Tucker Carlson Uses Fear To Push Conspiracies, Professor Says

Fox News host Tucker Carlson at Politicon.
Gettyimages | Chip Somodevilla
US Politics

Fox News host Tucker Carlson is facing pushback for his claim that the FBI might have been involved in the Capitol riot on January 6.

As reported by Raw Story, Jennifer Merciaca, a professor and expert on political rhetoric, beleives that Carlson taps into the fear of his viewers to push conspiracy theories.

"If you can tap into people's emotions, you can get them to do what you want them to do. Media effect scholars talk about how fear appeals work through the television and cognitive scientists have actually explained that it's your body's physiology."

Fear Is Followed By Conspiracy

According to Merciaca, after Carlson creates fear, he pushes his alleged conspiracy theories.

"So what he has is your attention because those hormones have made you attentive to his message," she said.

"They've also denied you of your ability to think critically. So he has your attention but you don't have your reason. And then he deploys conspiracy theories and he's excellent at creating narratives that people will believe."

Merciaca also contended that Carlson's conspiracies are intended to activate the brain's fight or flight response.

Not Everyone Believes The Theory Is Far-Fetched

Journalist Glenn Greenwald stares off camera.
Gettyimages | Andrew Burton

Despite the pushback, not everyone is convinced that Carlson's theory is far-fetched.

As reported by RealClearPolitics, journalist Glenn Greenwald noted that the FBI has a long history of using informants and operatives to dictate alleged terror plots.

"The only way to claim this kind of crazy conspiracy theory is if you are completely ignorant about what the FBI does or lying on purpose to cover up what the FBI does when it acts domestically."
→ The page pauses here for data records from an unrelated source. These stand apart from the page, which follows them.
//! Test Utilities Crate
//!
//! Shared test infrastructure for the cooperative savings and loans suites.
//!
//! # Modules
//!
//! - `fixtures`: Canonical amounts, dates and a fully wired in-memory harness
//! - `builders`: Builders for account and loan requests
//! - `database`: PostgreSQL testcontainer with the schema migrated
//! - `assertions`: Ledger consistency assertions
//! - `generators`: Property-based test data generators

pub mod fixtures;
pub mod builders;
pub mod database;
pub mod assertions;
pub mod generators;

pub use fixtures::*;
pub use builders::*;
pub use database::*;
pub use assertions::*;
pub use generators::*;
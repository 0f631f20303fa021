//! In-memory ledger adapter
//!
//! Single-process stand-in for the PostgreSQL adapter. Account locks come from
//! a [`KeyedLocks`] registry, writes are staged per unit of work and applied
//! under one write guard on commit, so readers never observe a half-applied
//! posting.

use std::collections::{HashMap, HashSet};
use std::sync::Arc;
use std::time::Duration;

use async_trait::async_trait;
use tokio::sync::RwLock;

use core_kernel::{
    DomainPort, HealthCheckResult, HealthCheckable, KeyedLocks, LockSet, SavingsAccountId,
    TransactionId,
};

use crate::account::SavingsAccount;
use crate::error::LedgerError;
use crate::ports::{LedgerRepository, LedgerUnitOfWork};
use crate::transaction::{SavingsTransaction, TransactionStatus, TransactionType};

type ReferenceKey = (SavingsAccountId, String, TransactionType);

#[derive(Debug, Default)]
struct LedgerState {
    accounts: HashMap<SavingsAccountId, SavingsAccount>,
    account_numbers: HashSet<String>,
    transactions: HashMap<TransactionId, SavingsTransaction>,
    /// Posting ids per account in insertion order
    history: HashMap<SavingsAccountId, Vec<TransactionId>>,
    references: HashMap<ReferenceKey, TransactionId>,
    /// original id -> counter-posting id
    reversals: HashMap<TransactionId, TransactionId>,
}

/// In-memory implementation of [`LedgerRepository`]
#[derive(Debug, Default, Clone)]
pub struct InMemoryLedgerRepository {
    state: Arc<RwLock<LedgerState>>,
    locks: Arc<KeyedLocks<SavingsAccountId>>,
}

impl InMemoryLedgerRepository {
    pub fn new() -> Self {
        Self::default()
    }

    /// Number of stored postings across all accounts
    pub async fn transaction_count(&self) -> usize {
        self.state.read().await.transactions.len()
    }
}

impl DomainPort for InMemoryLedgerRepository {}

#[async_trait]
impl HealthCheckable for InMemoryLedgerRepository {
    async fn health_check(&self) -> HealthCheckResult {
        HealthCheckResult::healthy("memory-ledger")
    }
}

#[async_trait]
impl LedgerRepository for InMemoryLedgerRepository {
    async fn begin(
        &self,
        accounts: &[SavingsAccountId],
        timeout: Duration,
    ) -> Result<Box<dyn LedgerUnitOfWork>, LedgerError> {
        let locks = self.locks.acquire(accounts, timeout).await?;

        Ok(Box::new(MemoryUnitOfWork {
            state: Arc::clone(&self.state),
            locked: accounts.iter().copied().collect(),
            _locks: locks,
            accounts: HashMap::new(),
            new_accounts: Vec::new(),
            transactions: HashMap::new(),
            new_transactions: Vec::new(),
        }))
    }

    async fn find_account(&self, id: SavingsAccountId) -> Result<Option<SavingsAccount>, LedgerError> {
        Ok(self.state.read().await.accounts.get(&id).cloned())
    }

    async fn find_transaction(&self, id: TransactionId) -> Result<Option<SavingsTransaction>, LedgerError> {
        Ok(self.state.read().await.transactions.get(&id).cloned())
    }

    async fn list_transactions(
        &self,
        account_id: SavingsAccountId,
    ) -> Result<Vec<SavingsTransaction>, LedgerError> {
        let state = self.state.read().await;
        Ok(state
            .history
            .get(&account_id)
            .map(|ids| {
                ids.iter()
                    .filter_map(|id| state.transactions.get(id).cloned())
                    .collect()
            })
            .unwrap_or_default())
    }

    async fn account_number_exists(&self, account_number: &str) -> Result<bool, LedgerError> {
        Ok(self.state.read().await.account_numbers.contains(account_number))
    }
}

struct MemoryUnitOfWork {
    state: Arc<RwLock<LedgerState>>,
    locked: HashSet<SavingsAccountId>,
    _locks: LockSet,
    accounts: HashMap<SavingsAccountId, SavingsAccount>,
    new_accounts: Vec<SavingsAccountId>,
    transactions: HashMap<TransactionId, SavingsTransaction>,
    new_transactions: Vec<TransactionId>,
}

impl MemoryUnitOfWork {
    fn ensure_locked(&self, id: SavingsAccountId) -> Result<(), LedgerError> {
        if self.locked.contains(&id) {
            Ok(())
        } else {
            Err(LedgerError::Storage(format!(
                "{id} is not locked by this unit of work"
            )))
        }
    }

    async fn account_exists(&self, id: SavingsAccountId) -> bool {
        self.accounts.contains_key(&id) || self.state.read().await.accounts.contains_key(&id)
    }

    async fn transaction_exists(&self, id: TransactionId) -> bool {
        self.transactions.contains_key(&id) || self.state.read().await.transactions.contains_key(&id)
    }
}

#[async_trait]
impl LedgerUnitOfWork for MemoryUnitOfWork {
    async fn account(&mut self, id: SavingsAccountId) -> Result<SavingsAccount, LedgerError> {
        self.ensure_locked(id)?;
        if let Some(account) = self.accounts.get(&id) {
            return Ok(account.clone());
        }
        self.state
            .read()
            .await
            .accounts
            .get(&id)
            .cloned()
            .ok_or_else(|| LedgerError::account_not_found(id))
    }

    async fn insert_account(&mut self, account: &SavingsAccount) -> Result<(), LedgerError> {
        self.ensure_locked(account.id)?;
        if self.account_exists(account.id).await {
            return Err(LedgerError::validation(format!("account {} already exists", account.id)));
        }
        self.accounts.insert(account.id, account.clone());
        self.new_accounts.push(account.id);
        Ok(())
    }

    async fn update_account(&mut self, account: &SavingsAccount) -> Result<(), LedgerError> {
        self.ensure_locked(account.id)?;
        if !self.account_exists(account.id).await {
            return Err(LedgerError::account_not_found(account.id));
        }
        self.accounts.insert(account.id, account.clone());
        Ok(())
    }

    async fn transaction(&mut self, id: TransactionId) -> Result<Option<SavingsTransaction>, LedgerError> {
        if let Some(tx) = self.transactions.get(&id) {
            return Ok(Some(tx.clone()));
        }
        Ok(self.state.read().await.transactions.get(&id).cloned())
    }

    async fn find_by_reference(
        &mut self,
        account_id: SavingsAccountId,
        reference: &str,
        transaction_type: TransactionType,
    ) -> Result<Option<SavingsTransaction>, LedgerError> {
        let staged = self.transactions.values().find(|tx| {
            tx.account_id == account_id
                && tx.transaction_type == transaction_type
                && tx.reference_number.as_deref() == Some(reference)
        });
        if let Some(tx) = staged {
            return Ok(Some(tx.clone()));
        }

        let state = self.state.read().await;
        let key = (account_id, reference.to_string(), transaction_type);
        Ok(state
            .references
            .get(&key)
            .and_then(|id| state.transactions.get(id))
            .cloned())
    }

    async fn find_reversal(
        &mut self,
        original: TransactionId,
    ) -> Result<Option<SavingsTransaction>, LedgerError> {
        if let Some(tx) = self.transactions.values().find(|tx| tx.reversal_of == Some(original)) {
            return Ok(Some(tx.clone()));
        }
        let state = self.state.read().await;
        Ok(state
            .reversals
            .get(&original)
            .and_then(|id| state.transactions.get(id))
            .cloned())
    }

    async fn has_pending(&mut self, account_id: SavingsAccountId) -> Result<bool, LedgerError> {
        let is_pending = |tx: &SavingsTransaction| {
            tx.account_id == account_id && tx.status == TransactionStatus::Pending
        };
        if self.transactions.values().any(is_pending) {
            return Ok(true);
        }

        let state = self.state.read().await;
        let pending = state
            .history
            .get(&account_id)
            .into_iter()
            .flatten()
            .filter(|id| !self.transactions.contains_key(*id))
            .filter_map(|id| state.transactions.get(id))
            .any(is_pending);
        Ok(pending)
    }

    async fn insert_transaction(&mut self, transaction: &SavingsTransaction) -> Result<(), LedgerError> {
        self.ensure_locked(transaction.account_id)?;
        if let Some(reference) = transaction.reference_number.as_deref() {
            let clash = self
                .find_by_reference(transaction.account_id, reference, transaction.transaction_type)
                .await?;
            if clash.is_some() {
                return Err(LedgerError::DuplicateReference {
                    account_id: transaction.account_id,
                    reference: reference.to_string(),
                    transaction_type: transaction.transaction_type,
                });
            }
        }
        self.transactions.insert(transaction.id, transaction.clone());
        self.new_transactions.push(transaction.id);
        Ok(())
    }

    async fn update_transaction(&mut self, transaction: &SavingsTransaction) -> Result<(), LedgerError> {
        self.ensure_locked(transaction.account_id)?;
        if !self.transaction_exists(transaction.id).await {
            return Err(LedgerError::transaction_not_found(transaction.id));
        }
        self.transactions.insert(transaction.id, transaction.clone());
        Ok(())
    }

    async fn commit(self: Box<Self>) -> Result<(), LedgerError> {
        let this = *self;
        let mut state = this.state.write().await;

        for id in &this.new_accounts {
            if let Some(account) = this.accounts.get(id) {
                if state.account_numbers.contains(&account.account_number) {
                    return Err(LedgerError::validation(format!(
                        "account number {} already exists",
                        account.account_number
                    )));
                }
            }
        }

        for (id, account) in this.accounts {
            state.account_numbers.insert(account.account_number.clone());
            state.accounts.insert(id, account);
        }

        for id in &this.new_transactions {
            if let Some(tx) = this.transactions.get(id) {
                state.history.entry(tx.account_id).or_default().push(tx.id);
                if let Some(reference) = tx.reference_number.clone() {
                    state
                        .references
                        .insert((tx.account_id, reference, tx.transaction_type), tx.id);
                }
                if let Some(original) = tx.reversal_of {
                    state.reversals.insert(original, tx.id);
                }
            }
        }
        for (id, tx) in this.transactions {
            state.transactions.insert(id, tx);
        }

        Ok(())
    }
}
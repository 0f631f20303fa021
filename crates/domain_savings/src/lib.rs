//! Savings Domain - Member Savings Ledger
//!
//! This crate keeps each member savings account's stored balance consistent
//! with its posting history under concurrent access.
//!
//! # Account Lifecycle
//!
//! ```text
//!   Active ──► Inactive ──► Closed
//!     │  ▲         │
//!     ▼  │         ▼
//!   Suspended ──► Closed
//!     │
//!   Active ──► Matured ──► Closed   (fixed deposits)
//! ```
//!
//! # Posting Rules
//!
//! - Credits: deposit, interest, transfer-in, adjustment
//! - Debits: withdrawal, fee, transfer-out
//! - Debits and amounts above the approval threshold are held as pending
//!   unless pre-approved
//! - Reversals post a counter-entry; history is never edited in place
//!
//! # Example
//!
//! ```rust,ignore
//! use domain_savings::{LedgerStore, PostRequest};
//!
//! let tx = store
//!     .post(PostRequest::deposit(account_id, Money::from_major(100)).with_reference("DEP-1"))
//!     .await?;
//! ```

pub mod account;
pub mod transaction;
pub mod ledger;
pub mod config;
pub mod ports;
pub mod memory;
pub mod error;

pub use account::{
    AccountStatus, AccountType, InterestPeriod, OpenAccountRequest, SavingsAccount,
    StatusPermissions,
};
pub use transaction::{
    AccountStatement, PaymentMethod, PostRequest, SavingsTransaction, TransactionStatus,
    TransactionType, TransferReceipt, TransferRequest,
};
pub use ledger::LedgerStore;
pub use config::LedgerConfig;
pub use ports::{LedgerRepository, LedgerUnitOfWork};
pub use memory::InMemoryLedgerRepository;
pub use error::LedgerError;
Greenwald also expressed dismay at the post-Donald Trump alliance between liberals and the FBI and CIA.

Greenwald Highlighted Operation Mockingbird

During his conversation with Carlson, Greenwald highlighted Operation Mockingbird and encouraged viewers to read up on the covert CIA program.
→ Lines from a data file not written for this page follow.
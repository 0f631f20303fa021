//! Loan DTOs

use chrono::NaiveDate;
use rust_decimal::Decimal;
use serde::{Deserialize, Serialize};
use uuid::Uuid;
use validator::Validate;

use core_kernel::{LoanId, MemberId, Money, SavingsAccountId};
use domain_loan::{
    GuaranteeTerms, GuarantorRequest, GuarantorType, Loan, LoanApplication, LoanDisplayStatus,
    LoanError, LoanStatus, RepaymentSource,
};

use super::positive_amount;

#[derive(Debug, Deserialize, Validate)]
pub struct SubmitLoanBody {
    pub member_id: Uuid,
    #[validate(custom(function = "positive_amount"))]
    pub principal: Decimal,
    #[validate(length(min = 1, max = 255))]
    pub purpose: String,
    #[validate(range(min = 1))]
    pub term_months: u32,
    pub annual_rate_percent: Decimal,
    pub disbursement_account: Uuid,
}

impl From<SubmitLoanBody> for LoanApplication {
    fn from(body: SubmitLoanBody) -> Self {
        LoanApplication {
            member_id: MemberId::from_uuid(body.member_id),
            principal: Money::new(body.principal),
            purpose: body.purpose,
            term_months: body.term_months,
            annual_rate_percent: body.annual_rate_percent,
            disbursement_account: SavingsAccountId::from_uuid(body.disbursement_account),
        }
    }
}

/// Exactly one of `guarantee_amount` and `guarantee_percentage` is expected
#[derive(Debug, Deserialize)]
pub struct GuarantorBody {
    pub guarantor_member_id: Uuid,
    pub guarantee_amount: Option<Decimal>,
    pub guarantee_percentage: Option<Decimal>,
    #[serde(default)]
    pub guarantor_type: GuarantorType,
}

impl TryFrom<GuarantorBody> for GuarantorRequest {
    type Error = LoanError;

    fn try_from(body: GuarantorBody) -> Result<Self, Self::Error> {
        if body.guarantee_amount.is_some() && body.guarantee_percentage.is_some() {
            return Err(LoanError::validation(
                "give either a guarantee amount or a percentage, not both",
            ));
        }
        Ok(GuarantorRequest {
            guarantor_member_id: MemberId::from_uuid(body.guarantor_member_id),
            terms: GuaranteeTerms::from_parts(
                body.guarantee_amount.map(Money::new),
                body.guarantee_percentage,
            )?,
            guarantor_type: body.guarantor_type,
        })
    }
}

#[derive(Debug, Default, Deserialize, Validate)]
pub struct ReasonBody {
    #[validate(length(max = 255))]
    pub reason: Option<String>,
}

/// Debits `account_id` when given; otherwise records an external payment
/// under `reference`
#[derive(Debug, Deserialize, Validate)]
pub struct RepaymentBody {
    #[validate(custom(function = "positive_amount"))]
    pub amount: Decimal,
    pub account_id: Option<Uuid>,
    #[validate(length(min = 1, max = 64))]
    pub reference: Option<String>,
}

impl RepaymentBody {
    pub fn source(&self) -> Result<RepaymentSource, LoanError> {
        match (self.account_id, &self.reference) {
            (Some(account_id), reference) => Ok(RepaymentSource::Account {
                account_id: SavingsAccountId::from_uuid(account_id),
                reference: reference.clone(),
            }),
            (None, Some(reference)) => Ok(RepaymentSource::External {
                reference: reference.clone(),
            }),
            (None, None) => Err(LoanError::validation(
                "an external repayment needs a reference",
            )),
        }
    }
}

#[derive(Debug, Deserialize)]
pub struct CapacityQuery {
    pub amount: Decimal,
}

/// A loan with its derived figures
#[derive(Debug, Serialize)]
pub struct LoanResponse {
    #[serde(flatten)]
    pub loan: Loan,
    pub display_status: LoanDisplayStatus,
    pub remaining_balance: Money,
    pub total_payable: Money,
}

impl LoanResponse {
    pub fn new(loan: Loan, today: NaiveDate) -> Self {
        Self {
            display_status: loan.display_status(today),
            remaining_balance: loan.remaining_balance(),
            total_payable: loan.total_payable(),
            loan,
        }
    }
}

#[derive(Debug, Serialize)]
pub struct LoanActionResponse {
    pub loan_id: LoanId,
    pub status: LoanStatus,
}
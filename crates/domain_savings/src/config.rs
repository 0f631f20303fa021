//! Ledger policy settings

use std::time::Duration;

use serde::{Deserialize, Serialize};

use core_kernel::Money;

/// Tunable ledger policy
#[derive(Debug, Clone, Serialize, Deserialize)]
#[serde(default)]
pub struct LedgerConfig {
    /// Amounts strictly above this are held for approval
    pub approval_threshold: Money,
    /// Longest wait for account locks before failing with a retryable error
    pub lock_timeout_ms: u64,
    /// Whether active accounts must keep their minimum balance on debits
    pub enforce_minimum_balance: bool,
}

impl Default for LedgerConfig {
    fn default() -> Self {
        Self {
            approval_threshold: Money::from_major(50_000),
            lock_timeout_ms: 5_000,
            enforce_minimum_balance: true,
        }
    }
}

impl LedgerConfig {
    pub fn lock_timeout(&self) -> Duration {
        Duration::from_millis(self.lock_timeout_ms)
    }
}
//! Identifiers for members, accounts, postings and loans
//!
//! Each is a UUID newtype displayed with a short prefix (`SAV-…`). The
//! ordering follows the UUID so lock sets can be acquired in a fixed order.

use serde::{Deserialize, Serialize};
use std::fmt;
use std::str::FromStr;
use uuid::Uuid;

macro_rules! define_id {
    ($name:ident, $prefix:literal) => {
        #[derive(Debug, Clone, Copy, PartialEq, Eq, PartialOrd, Ord, Hash, Serialize, Deserialize)]
        #[serde(transparent)]
        pub struct $name(Uuid);

        impl $name {
            /// Creates a new random identifier
            pub fn new() -> Self {
                Self(Uuid::new_v4())
            }

            /// Creates a new time-ordered identifier (v7)
            pub fn new_v7() -> Self {
                Self(Uuid::now_v7())
            }

            /// Creates from an existing UUID
            pub fn from_uuid(uuid: Uuid) -> Self {
                Self(uuid)
            }

            /// Returns the underlying UUID
            pub fn as_uuid(&self) -> &Uuid {
                &self.0
            }
        }

        impl Default for $name {
            fn default() -> Self {
                Self::new()
            }
        }

        impl fmt::Display for $name {
            fn fmt(&self, f: &mut fmt::Formatter<'_>) -> fmt::Result {
                write!(f, "{}-{}", $prefix, self.0)
            }
        }

        impl FromStr for $name {
            type Err = uuid::Error;

            fn from_str(s: &str) -> Result<Self, Self::Err> {
                let uuid_str = s.strip_prefix(concat!($prefix, "-")).unwrap_or(s);
                Ok(Self(Uuid::parse_str(uuid_str)?))
            }
        }

        impl From<Uuid> for $name {
            fn from(uuid: Uuid) -> Self {
                Self(uuid)
            }
        }

        impl From<$name> for Uuid {
            fn from(id: $name) -> Uuid {
                id.0
            }
        }
    };
}

// Membership
define_id!(MemberId, "MBR");

// Savings ledger
define_id!(SavingsAccountId, "SAV");
define_id!(TransactionId, "TXN");

// Lending
define_id!(LoanId, "LN");
define_id!(GuarantorId, "GRT");
define_id!(RepaymentId, "RPY");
Per RealClearPolitics, the program attempted to use news media to push propaganda during the Cold War

Greenwald has long argued that the presence of former intelligence officials on mainstream news outlets is a concerning extension of this type of program.

In a piece for Scoop, Caitlin Johnstone made the argument that the CIA has now become the media and no longer needs to infiltrate the landscape.
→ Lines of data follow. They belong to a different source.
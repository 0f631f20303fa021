//! Loan guarantors

use chrono::{DateTime, Utc};
use rust_decimal::Decimal;
use rust_decimal_macros::dec;
use serde::{Deserialize, Serialize};

use core_kernel::{GuarantorId, LoanId, MemberId, Money};

use crate::error::LoanError;

/// What a guarantor commits to: a fixed sum or a share of the principal
#[derive(Debug, Clone, Copy, PartialEq, Eq, Serialize, Deserialize)]
#[serde(tag = "kind", content = "value", rename_all = "snake_case")]
pub enum GuaranteeTerms {
    Amount(Money),
    /// Percentage of the loan principal, 0 < p <= 100
    Percentage(Decimal),
}

impl GuaranteeTerms {
    /// Builds terms from the two stored columns
    ///
    /// A positive amount is authoritative; otherwise a positive percentage is
    /// used. At least one of them must be positive.
    pub fn from_parts(amount: Option<Money>, percentage: Option<Decimal>) -> Result<Self, LoanError> {
        match (amount, percentage) {
            (Some(amount), _) if amount.is_positive() => Ok(GuaranteeTerms::Amount(amount)),
            (_, Some(pct)) if pct > Decimal::ZERO => Ok(GuaranteeTerms::Percentage(pct)),
            _ => Err(LoanError::validation(
                "a guarantee needs a positive amount or percentage",
            )),
        }
    }

    pub fn validate(&self) -> Result<(), LoanError> {
        match self {
            GuaranteeTerms::Amount(amount) if !amount.is_positive() => {
                Err(LoanError::validation("guarantee amount must be positive"))
            }
            GuaranteeTerms::Percentage(pct) if *pct <= Decimal::ZERO || *pct > dec!(100) => Err(
                LoanError::validation("guarantee percentage must be in (0, 100]"),
            ),
            _ => Ok(()),
        }
    }

    /// Absolute guaranteed amount against a loan principal
    pub fn resolve(&self, principal: Money) -> Money {
        match self {
            GuaranteeTerms::Amount(amount) => *amount,
            GuaranteeTerms::Percentage(pct) => (principal * (*pct / dec!(100))).round_to_cents(),
        }
    }

    pub fn amount(&self) -> Option<Money> {
        match self {
            GuaranteeTerms::Amount(amount) => Some(*amount),
            GuaranteeTerms::Percentage(_) => None,
        }
    }

    pub fn percentage(&self) -> Option<Decimal> {
        match self {
            GuaranteeTerms::Percentage(pct) => Some(*pct),
            GuaranteeTerms::Amount(_) => None,
        }
    }
}

#[derive(Debug, Clone, Copy, PartialEq, Eq, Default, Serialize, Deserialize)]
#[serde(rename_all = "snake_case")]
pub enum GuarantorType {
    #[default]
    Individual,
    Group,
    Institution,
}

impl GuarantorType {
    pub fn as_str(&self) -> &'static str {
        match self {
            GuarantorType::Individual => "individual",
            GuarantorType::Group => "group",
            GuarantorType::Institution => "institution",
        }
    }

    pub fn parse(value: &str) -> Option<Self> {
        match value {
            "individual" => Some(GuarantorType::Individual),
            "group" => Some(GuarantorType::Group),
            "institution" => Some(GuarantorType::Institution),
            _ => None,
        }
    }
}

#[derive(Debug, Clone, Copy, PartialEq, Eq, Serialize, Deserialize)]
#[serde(rename_all = "snake_case")]
pub enum GuarantorStatus {
    /// Counts toward the guarantor's exposure
    Active,
    Inactive,
    /// Loan settled, rejected or cancelled
    Released,
    /// Loan defaulted while guaranteed
    Defaulted,
}

impl GuarantorStatus {
    pub fn as_str(&self) -> &'static str {
        match self {
            GuarantorStatus::Active => "active",
            GuarantorStatus::Inactive => "inactive",
            GuarantorStatus::Released => "released",
            GuarantorStatus::Defaulted => "defaulted",
        }
    }

    pub fn parse(value: &str) -> Option<Self> {
        match value {
            "active" => Some(GuarantorStatus::Active),
            "inactive" => Some(GuarantorStatus::Inactive),
            "released" => Some(GuarantorStatus::Released),
            "defaulted" => Some(GuarantorStatus::Defaulted),
            _ => None,
        }
    }
}

/// Request to attach a guarantor to a pending loan
#[derive(Debug, Clone, Serialize, Deserialize)]
pub struct GuarantorRequest {
    pub guarantor_member_id: MemberId,
    pub terms: GuaranteeTerms,
    #[serde(default)]
    pub guarantor_type: GuarantorType,
}

/// A member guaranteeing a loan
#[derive(Debug, Clone, PartialEq, Serialize, Deserialize)]
pub struct LoanGuarantor {
    pub id: GuarantorId,
    pub loan_id: LoanId,
    pub guarantor_member_id: MemberId,
    pub terms: GuaranteeTerms,
    pub guarantor_type: GuarantorType,
    pub status: GuarantorStatus,
    pub created_at: DateTime<Utc>,
    pub updated_at: DateTime<Utc>,
}

impl LoanGuarantor {
    pub fn new(loan_id: LoanId, request: &GuarantorRequest, now: DateTime<Utc>) -> Self {
        Self {
            id: GuarantorId::new_v7(),
            loan_id,
            guarantor_member_id: request.guarantor_member_id,
            terms: request.terms,
            guarantor_type: request.guarantor_type,
            status: GuarantorStatus::Active,
            created_at: now,
            updated_at: now,
        }
    }

    pub fn is_active(&self) -> bool {
        self.status == GuarantorStatus::Active
    }

    /// Moves an active guarantee to a settled status; other statuses are left alone
    pub fn settle(&mut self, status: GuarantorStatus, now: DateTime<Utc>) -> bool {
        if !self.is_active() {
            return false;
        }
        self.status = status;
        self.updated_at = now;
        true
    }
}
Evidence Has Yet To Prove The Theory

According to National Review, evidence has yet to surface to prove that undercover FBI agents were involved in fueling the Capitol riot.

The outlet pointed out that Carlson's theory relies strongly on Revolver's report, which it accused of lacking sufficient facts to support its claims.

National Review claims that Carlson mistakenly believes that unindicted co-conspirators in the Capitol indictments are equivalent to FBI confidential informants.

"In reality, they are saliently different. At times in his remarks, Carlson conveyed a grasp of what a CI does and how that differs from willful participation in a crime," the outlet wrote.